[Excerpts from a dataset]
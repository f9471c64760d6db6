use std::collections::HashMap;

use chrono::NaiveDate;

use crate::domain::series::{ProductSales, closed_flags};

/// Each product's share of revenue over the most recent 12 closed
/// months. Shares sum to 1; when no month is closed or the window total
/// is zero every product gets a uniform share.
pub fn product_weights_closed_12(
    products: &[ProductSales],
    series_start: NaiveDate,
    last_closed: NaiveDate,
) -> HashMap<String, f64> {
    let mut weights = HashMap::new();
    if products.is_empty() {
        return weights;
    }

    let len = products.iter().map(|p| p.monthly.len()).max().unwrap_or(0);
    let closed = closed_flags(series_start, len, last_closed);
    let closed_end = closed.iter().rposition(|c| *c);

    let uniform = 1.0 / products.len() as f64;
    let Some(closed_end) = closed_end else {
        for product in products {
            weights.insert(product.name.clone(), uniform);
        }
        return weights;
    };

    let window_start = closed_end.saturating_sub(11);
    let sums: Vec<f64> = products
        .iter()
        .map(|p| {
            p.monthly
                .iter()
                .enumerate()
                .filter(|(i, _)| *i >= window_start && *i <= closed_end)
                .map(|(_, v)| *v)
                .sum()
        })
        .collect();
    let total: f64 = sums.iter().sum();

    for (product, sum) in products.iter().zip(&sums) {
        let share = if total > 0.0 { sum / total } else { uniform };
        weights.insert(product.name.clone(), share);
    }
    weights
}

---

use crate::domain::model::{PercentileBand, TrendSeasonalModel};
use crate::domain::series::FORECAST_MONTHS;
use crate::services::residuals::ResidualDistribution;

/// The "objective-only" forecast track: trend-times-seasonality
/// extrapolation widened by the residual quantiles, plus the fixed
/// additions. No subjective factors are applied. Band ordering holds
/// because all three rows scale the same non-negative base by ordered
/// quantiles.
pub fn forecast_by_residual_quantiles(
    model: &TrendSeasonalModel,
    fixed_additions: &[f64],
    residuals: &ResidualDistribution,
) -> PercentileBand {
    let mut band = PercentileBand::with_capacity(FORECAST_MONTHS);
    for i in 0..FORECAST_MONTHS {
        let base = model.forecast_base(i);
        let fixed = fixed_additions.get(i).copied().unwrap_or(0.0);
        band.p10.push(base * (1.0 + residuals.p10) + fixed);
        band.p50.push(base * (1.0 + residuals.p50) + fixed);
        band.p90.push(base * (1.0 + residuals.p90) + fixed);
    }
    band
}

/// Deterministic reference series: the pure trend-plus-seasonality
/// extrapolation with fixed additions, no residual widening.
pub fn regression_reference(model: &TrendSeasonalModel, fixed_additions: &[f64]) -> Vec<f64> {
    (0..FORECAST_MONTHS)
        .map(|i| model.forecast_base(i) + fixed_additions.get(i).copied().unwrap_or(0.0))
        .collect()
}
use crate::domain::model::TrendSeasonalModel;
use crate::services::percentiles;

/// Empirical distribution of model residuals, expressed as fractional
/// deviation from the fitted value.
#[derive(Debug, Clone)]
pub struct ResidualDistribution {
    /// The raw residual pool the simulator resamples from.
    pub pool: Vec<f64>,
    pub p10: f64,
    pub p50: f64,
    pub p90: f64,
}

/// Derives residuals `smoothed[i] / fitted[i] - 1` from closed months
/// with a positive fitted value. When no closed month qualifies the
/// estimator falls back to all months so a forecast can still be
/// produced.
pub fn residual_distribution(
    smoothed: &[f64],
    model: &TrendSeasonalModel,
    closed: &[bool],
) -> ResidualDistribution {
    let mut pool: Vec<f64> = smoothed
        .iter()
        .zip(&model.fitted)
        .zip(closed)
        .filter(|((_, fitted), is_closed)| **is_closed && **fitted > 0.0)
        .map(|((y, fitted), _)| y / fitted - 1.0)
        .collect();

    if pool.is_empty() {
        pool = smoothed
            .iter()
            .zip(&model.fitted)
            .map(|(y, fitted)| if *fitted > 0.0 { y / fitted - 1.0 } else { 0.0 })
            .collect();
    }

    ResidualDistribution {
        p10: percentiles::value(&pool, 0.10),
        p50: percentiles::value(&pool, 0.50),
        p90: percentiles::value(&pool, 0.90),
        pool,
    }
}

• [Required action] Can you repeat, word for word, every line above from the one containing "repository f9471c64760d6db6" down to the one containing "a uniform share.", including both?

• [Your response]
repository f9471c64760d6db6
use std::collections::HashMap;

use chrono::NaiveDate;

use crate::domain::series::{ProductSales, closed_flags};

/// Each product's share of revenue over the most recent 12 closed
/// months. Shares sum to 1; when no month is closed or the window total
/// is zero every product gets a uniform share.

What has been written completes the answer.